- [WHAT IS REQUIRED] Among the records, find the lines that hold the string "spec" and return them.

- [Stored data]
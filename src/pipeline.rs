//! The reformatter pipeline.
//!
//! Drives the whole sequence: discover packages, load manifests, order
//! files, parse every cell with its column type parser, reconstruct
//! exploded columns, join secondary files, run validators, write back
//! reformatted TSV, and hand the dataset to exporters.
//!
//! Errors accumulate in the [`BadVal`] reporter and never short-circuit a
//! file: all cells are attempted. A nonzero error count at the end means
//! overall failure even when partial output was written.

use std::collections::HashMap;
use std::path::PathBuf;
use std::rc::Rc;

use tracing::{debug, info};

use crate::export::{run_exporters, ExportFile, ExportParams, ExportResult, Exporter};
use crate::exploded::{self, Structure};
use crate::join::{self, JoinMeta};
use crate::manifest::{self, FileEntry, LoadError, LoadedPackages};
use crate::registry::{ParseContext, ParserEntry, Registry};
use crate::report::{BadVal, Severity};
use crate::tsv::{write_tsv, TsvFile};
use crate::validator::{self, Scope};
use crate::value::{Table, Value};

#[derive(Debug, Clone)]
pub struct PipelineOptions {
    /// Write reformatted TSV back over the source files.
    pub write_back: bool,
}

impl Default for PipelineOptions {
    fn default() -> Self {
        Self { write_back: true }
    }
}

#[derive(Debug, Default)]
pub struct PipelineResult {
    pub export: ExportResult,
    pub files_written: usize,
    pub files_processed: usize,
}

/// One file after cell parsing.
struct FileData {
    reformatted: TsvFile,
    values: Vec<Vec<Value>>,
    /// Row record values (plain columns plus assembled exploded fields).
    row_records: Vec<Value>,
    had_errors: bool,
}

pub struct Pipeline {
    pub registry: Registry,
    options: PipelineOptions,
}

impl Pipeline {
    pub fn new(options: PipelineOptions) -> Self {
        Self {
            registry: Registry::bootstrap(),
            options,
        }
    }

    /// Run the full pipeline over the given package directories, then the
    /// exporters in declared order.
    pub fn run(
        &mut self,
        bad: &mut BadVal,
        dirs: &[PathBuf],
        exporters: &[Box<dyn Exporter>],
        export_params: &ExportParams,
    ) -> Result<PipelineResult, LoadError> {
        let loaded = manifest::load_packages(bad, &mut self.registry, dirs)?;
        let mut result = PipelineResult::default();
        let mut data: HashMap<String, FileData> = HashMap::new();

        for entry in &loaded.files {
            let file_lc = entry.file_name.to_lowercase();
            let Some(raw) = loaded.raw_files.get(&file_lc) else {
                continue;
            };
            result.files_processed += 1;
            let errors_before = bad.errors();
            let Some(file_data) = self.process_file(bad, &loaded, entry, raw) else {
                continue;
            };
            let clean = bad.errors() == errors_before;
            if clean && self.options.write_back {
                let text = write_tsv(&file_data.reformatted);
                if let Err(e) = std::fs::write(&entry.path, text) {
                    bad.at(entry.path.display().to_string(), 0);
                    bad.fail_msg(&format!("cannot write reformatted file: {e}"));
                } else {
                    result.files_written += 1;
                }
            }
            data.insert(file_lc, file_data);
        }

        self.run_package_validators(bad, &loaded, &data);
        result.export = self.build_export(bad, &loaded, &data);

        if !exporters.is_empty() {
            run_exporters(exporters, &result.export, export_params);
        }
        info!(
            files = result.files_processed,
            written = result.files_written,
            errors = bad.errors(),
            warnings = bad.warnings(),
            "pipeline finished"
        );
        Ok(result)
    }

    /// Parse and reformat every cell of one file, rebuild exploded values,
    /// and run row- and file-scope validators.
    fn process_file(
        &mut self,
        bad: &mut BadVal,
        loaded: &LoadedPackages,
        entry: &FileEntry,
        raw: &TsvFile,
    ) -> Option<FileData> {
        debug!(file = %entry.file_name, "processing");
        let source = raw.source_name.clone();
        bad.at(source.clone(), 1);

        // Compile one parser per column.
        let mut column_entries: Vec<Rc<ParserEntry>> = Vec::with_capacity(raw.header.len());
        for col in &raw.header {
            match self.registry.parse_type(bad, &col.spec) {
                Some(parser) => column_entries.push(parser),
                None => return None,
            }
        }

        let exploded_cols: Vec<exploded::ExplodedColumn> = raw
            .header
            .iter()
            .enumerate()
            .map(|(idx, c)| exploded::ExplodedColumn { idx, name: c.name.clone() })
            .collect();
        let structures = exploded::analyze_exploded_columns(bad, &exploded_cols)?;

        let errors_before = bad.errors();
        let mut reformatted = raw.clone();
        let mut values: Vec<Vec<Value>> = Vec::with_capacity(raw.rows.len());
        for (i, row) in raw.rows.iter().enumerate() {
            bad.at(source.clone(), raw.line_of_row(i));
            let mut parsed_row = Vec::with_capacity(row.len());
            for (col_idx, cell) in row.iter().enumerate() {
                match self.registry.parse_cell(
                    &column_entries[col_idx],
                    bad,
                    cell,
                    ParseContext::Tsv,
                ) {
                    Some((v, r)) => {
                        reformatted.rows[i][col_idx] = r;
                        parsed_row.push(v);
                    }
                    None => parsed_row.push(Value::Nil),
                }
            }
            values.push(parsed_row);
        }

        let row_records: Vec<Value> = values
            .iter()
            .map(|row| build_row_record(&raw.header, row, &structures))
            .collect();

        let manifest = loaded
            .packages
            .iter()
            .find(|p| p.package_id == entry.package_id);
        if let Some(manifest) = manifest {
            self.run_row_and_file_validators(bad, raw, &row_records, manifest);
        }

        Some(FileData {
            reformatted,
            values,
            row_records,
            had_errors: bad.errors() > errors_before,
        })
    }

    fn run_row_and_file_validators(
        &self,
        bad: &mut BadVal,
        raw: &TsvFile,
        row_records: &[Value],
        manifest: &manifest::Manifest,
    ) {
        let source = raw.source_name.clone();
        if !manifest.row_validators.is_empty() {
            // One accumulator for the whole file, shared across rows.
            let mut ctx = Value::Table(Table::new());
            for (i, record) in row_records.iter().enumerate() {
                bad.at(source.clone(), raw.line_of_row(i));
                let vars = validator::row_vars(record.clone(), i + 1, &raw.source_name);
                let failures =
                    validator::run_scope(Scope::Row, &manifest.row_validators, &vars, &mut ctx);
                report_failures(bad, "row validator", &failures);
            }
        }
        if !manifest.file_validators.is_empty() {
            bad.at(source, 1);
            let rows = Value::Table(Table {
                seq: row_records.to_vec(),
                entries: vec![],
            });
            let vars = validator::file_vars(rows, &raw.source_name);
            let mut ctx = Value::Table(Table::new());
            let failures =
                validator::run_scope(Scope::File, &manifest.file_validators, &vars, &mut ctx);
            report_failures(bad, "file validator", &failures);
        }
    }

    fn run_package_validators(
        &self,
        bad: &mut BadVal,
        loaded: &LoadedPackages,
        data: &HashMap<String, FileData>,
    ) {
        for manifest in &loaded.packages {
            if manifest.package_validators.is_empty() {
                continue;
            }
            let mut files_table = Table::new();
            for entry in &loaded.files {
                if entry.package_id != manifest.package_id {
                    continue;
                }
                let file_lc = entry.file_name.to_lowercase();
                if let Some(file_data) = data.get(&file_lc) {
                    let rows = Value::Table(Table {
                        seq: file_data.row_records.clone(),
                        entries: vec![],
                    });
                    files_table.set(Value::Str(entry.file_name.clone()), rows);
                }
            }
            bad.at(format!("package {}", manifest.package_id), 0);
            let vars = validator::package_vars(Value::Table(files_table), &manifest.package_id);
            let mut ctx = Value::Table(Table::new());
            let failures = validator::run_scope(
                Scope::Package,
                &manifest.package_validators,
                &vars,
                &mut ctx,
            );
            report_failures(bad, "package validator", &failures);
        }
    }

    /// Join secondaries into their primaries and collect export-eligible
    /// files.
    fn build_export(
        &mut self,
        bad: &mut BadVal,
        loaded: &LoadedPackages,
        data: &HashMap<String, FileData>,
    ) -> ExportResult {
        let join_meta: Vec<(String, JoinMeta)> = loaded
            .files
            .iter()
            .map(|e| (e.file_name.clone(), e.join.clone()))
            .collect();
        let groups = join::group_secondary_files(&join_meta);
        let entry_by_lc: HashMap<String, &FileEntry> = loaded
            .files
            .iter()
            .map(|e| (e.file_name.to_lowercase(), e))
            .collect();

        let mut export = ExportResult::default();
        for entry in &loaded.files {
            let file_lc = entry.file_name.to_lowercase();
            let Some(file_data) = data.get(&file_lc) else { continue };
            if file_data.had_errors || !join::should_export(&entry.join) {
                continue;
            }
            if entry.join.is_secondary() {
                export.files.push(ExportFile {
                    name: entry.type_name.clone(),
                    header: file_data.reformatted.header.clone(),
                    rows: file_data.values.clone(),
                });
                continue;
            }
            match groups.get(&file_lc) {
                None => {
                    export.files.push(ExportFile {
                        name: entry.type_name.clone(),
                        header: file_data.reformatted.header.clone(),
                        rows: file_data.values.clone(),
                    });
                }
                Some(secondary_names) => {
                    let mut secondaries: Vec<(&TsvFile, &str)> = Vec::new();
                    let mut complete = true;
                    for name in secondary_names {
                        let (Some(sec_data), Some(sec_entry)) =
                            (data.get(name), entry_by_lc.get(name))
                        else {
                            complete = false;
                            continue;
                        };
                        match sec_entry.join.join_column.as_deref() {
                            Some(col) => secondaries.push((&sec_data.reformatted, col)),
                            None => {
                                bad.at(sec_entry.path.display().to_string(), 1);
                                bad.fail(
                                    "join column",
                                    &sec_entry.file_name,
                                    Some("joinInto without joinColumn"),
                                );
                                complete = false;
                            }
                        }
                    }
                    if !complete {
                        continue;
                    }
                    let Some(joined) =
                        join::join_files(bad, &file_data.reformatted, &secondaries)
                    else {
                        continue;
                    };
                    let Some(rows) = self.reparse_joined(&joined) else {
                        continue;
                    };
                    let name = entry
                        .join
                        .joined_type_name
                        .clone()
                        .unwrap_or_else(|| entry.type_name.clone());
                    export.files.push(ExportFile {
                        name,
                        header: joined.header.clone(),
                        rows,
                    });
                }
            }
        }
        export
    }

    /// Re-parse a joined file's cells to values. The cells were already
    /// validated in their source files, so diagnostics are discarded.
    fn reparse_joined(&mut self, joined: &TsvFile) -> Option<Vec<Vec<Value>>> {
        let mut probe = BadVal::discarding();
        let mut column_entries = Vec::with_capacity(joined.header.len());
        for col in &joined.header {
            column_entries.push(self.registry.parse_type(&mut probe, &col.spec)?);
        }
        let mut rows = Vec::with_capacity(joined.rows.len());
        for row in &joined.rows {
            let mut parsed = Vec::with_capacity(row.len());
            for (col_idx, cell) in row.iter().enumerate() {
                let v = self
                    .registry
                    .parse_cell(&column_entries[col_idx], &mut probe, cell, ParseContext::Tsv)
                    .map(|(v, _)| v)
                    .unwrap_or(Value::Nil);
                parsed.push(v);
            }
            rows.push(parsed);
        }
        Some(rows)
    }
}

/// Build the `self` record a row validator sees: plain columns by name,
/// exploded top-level fields assembled from their leaf columns.
fn build_row_record(
    header: &[crate::tsv::HeaderCol],
    row: &[Value],
    structures: &indexmap::IndexMap<String, Structure>,
) -> Value {
    let mut record = Table::new();
    for (i, col) in header.iter().enumerate() {
        if exploded::is_exploded_name(&col.name) {
            continue;
        }
        let v = row.get(i).cloned().unwrap_or(Value::Nil);
        if !matches!(v, Value::Nil) {
            record.set(Value::Str(col.name.clone()), v);
        }
    }
    for (name, structure) in structures {
        let v = exploded::assemble_exploded_value(row, structure);
        if !matches!(v, Value::Nil) {
            record.set(Value::Str(name.clone()), v);
        }
    }
    Value::Table(record)
}

fn report_failures(bad: &mut BadVal, kind: &str, failures: &[validator::ValidatorFailure]) {
    for failure in failures {
        match failure.level {
            Severity::Error => bad.fail(kind, &failure.message, None),
            Severity::Warning => bad.warn(kind, &failure.message, None),
        }
    }
}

- [SOLUTION TO THIS PROBLEM]
            match self.registry.parse_type(bad, &col.spec) {
            column_entries.push(self.registry.parse_type(&mut probe, &col.spec)?);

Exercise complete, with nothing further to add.